───── INFORMATION SUPPLIED
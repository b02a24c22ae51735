//! Credentialed asset fetches over HTTP(S).

use std::time::Duration;

use anyhow::{anyhow, Context, Result};
use async_trait::async_trait;
use reqwest::header::{AUTHORIZATION, CONTENT_TYPE};
use reqwest::Url;
use tracing::debug;

use dm_core::ports::AssetFetcherPort;
use dm_core::{AssetOrigin, FetchedAsset, ResourceReference};

pub struct HttpAssetFetcher {
    client: reqwest::Client,
    /// Relative references resolve against this.
    base: Option<Url>,
    auth_token: Option<String>,
}

impl HttpAssetFetcher {
    pub fn new(timeout: Duration) -> Result<Self> {
        let client = reqwest::Client::builder()
            .timeout(timeout)
            .build()
            .context("build HTTP client for asset fetches")?;
        Ok(Self {
            client,
            base: None,
            auth_token: None,
        })
    }

    /// Resolve relative references against the asset origin.
    pub fn with_origin(mut self, origin: &AssetOrigin) -> Result<Self> {
        let base = Url::parse(&format!("{}/", origin.as_str()))
            .with_context(|| format!("invalid asset origin: {origin}"))?;
        self.base = Some(base);
        Ok(self)
    }

    /// Send `Authorization: Bearer <token>`; empty tokens are ignored.
    pub fn with_auth_token(mut self, token: impl Into<String>) -> Self {
        let token = token.into();
        self.auth_token = (!token.trim().is_empty()).then_some(token);
        self
    }

    fn resolve(&self, reference: &ResourceReference) -> Result<Url> {
        let raw = reference.as_str().trim();
        if reference.is_http() {
            return Url::parse(raw).with_context(|| format!("invalid asset URL: {raw}"));
        }
        if raw.contains("://") {
            return Err(anyhow!("unsupported asset scheme: {raw}"));
        }
        let base = self
            .base
            .as_ref()
            .ok_or_else(|| anyhow!("relative asset reference without an origin: {raw}"))?;
        base.join(raw.trim_start_matches('/'))
            .with_context(|| format!("cannot resolve {raw} against {base}"))
    }
}

#[async_trait]
impl AssetFetcherPort for HttpAssetFetcher {
    async fn fetch(&self, reference: &ResourceReference) -> Result<FetchedAsset> {
        let url = self.resolve(reference)?;

        let mut request = self.client.get(url.clone());
        if let Some(token) = &self.auth_token {
            request = request.header(AUTHORIZATION, format!("Bearer {token}"));
        }

        let response = request
            .send()
            .await
            .with_context(|| format!("GET {url}"))?;
        let status = response.status();
        if !status.is_success() {
            return Err(anyhow!("GET {url}: unexpected status {status}"));
        }

        let content_type = response
            .headers()
            .get(CONTENT_TYPE)
            .and_then(|v| v.to_str().ok())
            .map(|v| v.split(';').next().unwrap_or(v).trim().to_string());
        let bytes = response
            .bytes()
            .await
            .with_context(|| format!("read body of {url}"))?;

        debug!(url = %url, bytes = bytes.len(), "Fetched asset");
        Ok(FetchedAsset::new(reference.clone(), content_type, bytes))
    }
}

#[cfg(test)]
mod tests {
    use super::*;
    use mockito::{Matcher, Server};

    fn fetcher() -> HttpAssetFetcher {
        HttpAssetFetcher::new(Duration::from_secs(5)).unwrap()
    }

    #[tokio::test]
    async fn test_fetch_returns_bytes_and_content_type() {
        let mut server = Server::new_async().await;
        let mock = server
            .mock("GET", "/static/photos/a.png")
            .with_status(200)
            .with_header("content-type", "image/png; charset=binary")
            .with_body([0x89, b'P', b'N', b'G'])
            .create_async()
            .await;

        let reference = ResourceReference::from(format!("{}/static/photos/a.png", server.url()));
        let asset = fetcher().fetch(&reference).await.unwrap();

        mock.assert_async().await;
        assert_eq!(asset.content_type.as_deref(), Some("image/png"));
        assert_eq!(&asset.bytes[..], &[0x89, b'P', b'N', b'G']);
        assert_eq!(asset.reference, reference);
    }

    #[tokio::test]
    async fn test_fetch_sends_bearer_token() {
        let mut server = Server::new_async().await;
        let mock = server
            .mock("GET", "/static/a.png")
            .match_header("authorization", "Bearer t0ken")
            .with_status(200)
            .with_body("x")
            .create_async()
            .await;

        let reference = ResourceReference::from(format!("{}/static/a.png", server.url()));
        fetcher()
            .with_auth_token("t0ken")
            .fetch(&reference)
            .await
            .unwrap();

        mock.assert_async().await;
    }

    #[tokio::test]
    async fn test_non_success_status_is_an_error() {
        let mut server = Server::new_async().await;
        server
            .mock("GET", Matcher::Any)
            .with_status(404)
            .create_async()
            .await;

        let reference = ResourceReference::from(format!("{}/static/missing.png", server.url()));
        let err = fetcher().fetch(&reference).await.unwrap_err();

        assert!(err.to_string().contains("404"));
    }

    #[tokio::test]
    async fn test_relative_reference_uses_origin() {
        let mut server = Server::new_async().await;
        let mock = server
            .mock("GET", "/static/b.png")
            .with_status(200)
            .with_body("b")
            .create_async()
            .await;

        let origin = AssetOrigin::new(server.url());
        let asset = fetcher()
            .with_origin(&origin)
            .unwrap()
            .fetch(&ResourceReference::from("/static/b.png"))
            .await
            .unwrap();

        mock.assert_async().await;
        assert_eq!(&asset.bytes[..], b"b");
    }

    #[tokio::test]
    async fn test_file_scheme_is_rejected() {
        let err = fetcher()
            .fetch(&ResourceReference::from("file:///tmp/x.png"))
            .await
            .unwrap_err();
        assert!(err.to_string().contains("unsupported"));
    }
}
──────────
### HOW TO COMPLETE THIS TASK
Your answer should consist of every record, printed exactly as given.

### ANSWER TO THE PROBLEM
repository b02a24c22ae51735
//! Credentialed asset fetches over HTTP(S).

use std::time::Duration;

use anyhow::{anyhow, Context, Result};
use async_trait::async_trait;
use reqwest::header::{AUTHORIZATION, CONTENT_TYPE};
use reqwest::Url;
use tracing::debug;

use dm_core::ports::AssetFetcherPort;
use dm_core::{AssetOrigin, FetchedAsset, ResourceReference};

pub struct HttpAssetFetcher {
    client: reqwest::Client,
    /// Relative references resolve against this.
    base: Option<Url>,
    auth_token: Option<String>,
}

impl HttpAssetFetcher {
    pub fn new(timeout: Duration) -> Result<Self> {
        let client = reqwest::Client::builder()
            .timeout(timeout)
            .build()
            .context("build HTTP client for asset fetches")?;
        Ok(Self {
            client,
            base: None,
            auth_token: None,
        })
    }

    /// Resolve relative references against the asset origin.
    pub fn with_origin(mut self, origin: &AssetOrigin) -> Result<Self> {
        let base = Url::parse(&format!("{}/", origin.as_str()))
            .with_context(|| format!("invalid asset origin: {origin}"))?;
        self.base = Some(base);
        Ok(self)
    }

    /// Send `Authorization: Bearer <token>`; empty tokens are ignored.
    pub fn with_auth_token(mut self, token: impl Into<String>) -> Self {
        let token = token.into();
        self.auth_token = (!token.trim().is_empty()).then_some(token);
        self
    }

    fn resolve(&self, reference: &ResourceReference) -> Result<Url> {
        let raw = reference.as_str().trim();
        if reference.is_http() {
            return Url::parse(raw).with_context(|| format!("invalid asset URL: {raw}"));
        }
        if raw.contains("://") {
            return Err(anyhow!("unsupported asset scheme: {raw}"));
        }
        let base = self
            .base
            .as_ref()
            .ok_or_else(|| anyhow!("relative asset reference without an origin: {raw}"))?;
        base.join(raw.trim_start_matches('/'))
            .with_context(|| format!("cannot resolve {raw} against {base}"))
    }
}

#[async_trait]
impl AssetFetcherPort for HttpAssetFetcher {
    async fn fetch(&self, reference: &ResourceReference) -> Result<FetchedAsset> {
        let url = self.resolve(reference)?;

        let mut request = self.client.get(url.clone());
        if let Some(token) = &self.auth_token {
            request = request.header(AUTHORIZATION, format!("Bearer {token}"));
        }

        let response = request
            .send()
            .await
            .with_context(|| format!("GET {url}"))?;
        let status = response.status();
        if !status.is_success() {
            return Err(anyhow!("GET {url}: unexpected status {status}"));
        }

        let content_type = response
            .headers()
            .get(CONTENT_TYPE)
            .and_then(|v| v.to_str().ok())
            .map(|v| v.split(';').next().unwrap_or(v).trim().to_string());
        let bytes = response
            .bytes()
            .await
            .with_context(|| format!("read body of {url}"))?;

        debug!(url = %url, bytes = bytes.len(), "Fetched asset");
        Ok(FetchedAsset::new(reference.clone(), content_type, bytes))
    }
}

#[cfg(test)]
mod tests {
    use super::*;
    use mockito::{Matcher, Server};

    fn fetcher() -> HttpAssetFetcher {
        HttpAssetFetcher::new(Duration::from_secs(5)).unwrap()
    }

    #[tokio::test]
    async fn test_fetch_returns_bytes_and_content_type() {
        let mut server = Server::new_async().await;
        let mock = server
            .mock("GET", "/static/photos/a.png")
            .with_status(200)
            .with_header("content-type", "image/png; charset=binary")
            .with_body([0x89, b'P', b'N', b'G'])
            .create_async()
            .await;

        let reference = ResourceReference::from(format!("{}/static/photos/a.png", server.url()));
        let asset = fetcher().fetch(&reference).await.unwrap();

        mock.assert_async().await;
        assert_eq!(asset.content_type.as_deref(), Some("image/png"));
        assert_eq!(&asset.bytes[..], &[0x89, b'P', b'N', b'G']);
        assert_eq!(asset.reference, reference);
    }

    #[tokio::test]
    async fn test_fetch_sends_bearer_token() {
        let mut server = Server::new_async().await;
        let mock = server
            .mock("GET", "/static/a.png")
            .match_header("authorization", "Bearer t0ken")
            .with_status(200)
            .with_body("x")
            .create_async()
            .await;

        let reference = ResourceReference::from(format!("{}/static/a.png", server.url()));
        fetcher()
            .with_auth_token("t0ken")
            .fetch(&reference)
            .await
            .unwrap();

        mock.assert_async().await;
    }

    #[tokio::test]
    async fn test_non_success_status_is_an_error() {
        let mut server = Server::new_async().await;
        server
            .mock("GET", Matcher::Any)
            .with_status(404)
            .create_async()
            .await;

        let reference = ResourceReference::from(format!("{}/static/missing.png", server.url()));
        let err = fetcher().fetch(&reference).await.unwrap_err();

        assert!(err.to_string().contains("404"));
    }

    #[tokio::test]
    async fn test_relative_reference_uses_origin() {
        let mut server = Server::new_async().await;
        let mock = server
            .mock("GET", "/static/b.png")
            .with_status(200)
            .with_body("b")
            .create_async()
            .await;

        let origin = AssetOrigin::new(server.url());
        let asset = fetcher()
            .with_origin(&origin)
            .unwrap()
            .fetch(&ResourceReference::from("/static/b.png"))
            .await
            .unwrap();

        mock.assert_async().await;
        assert_eq!(&asset.bytes[..], b"b");
    }

    #[tokio::test]
    async fn test_file_scheme_is_rejected() {
        let err = fetcher()
            .fetch(&ResourceReference::from("file:///tmp/x.png"))
            .await
            .unwrap_err();
        assert!(err.to_string().contains("unsupported"));
    }
}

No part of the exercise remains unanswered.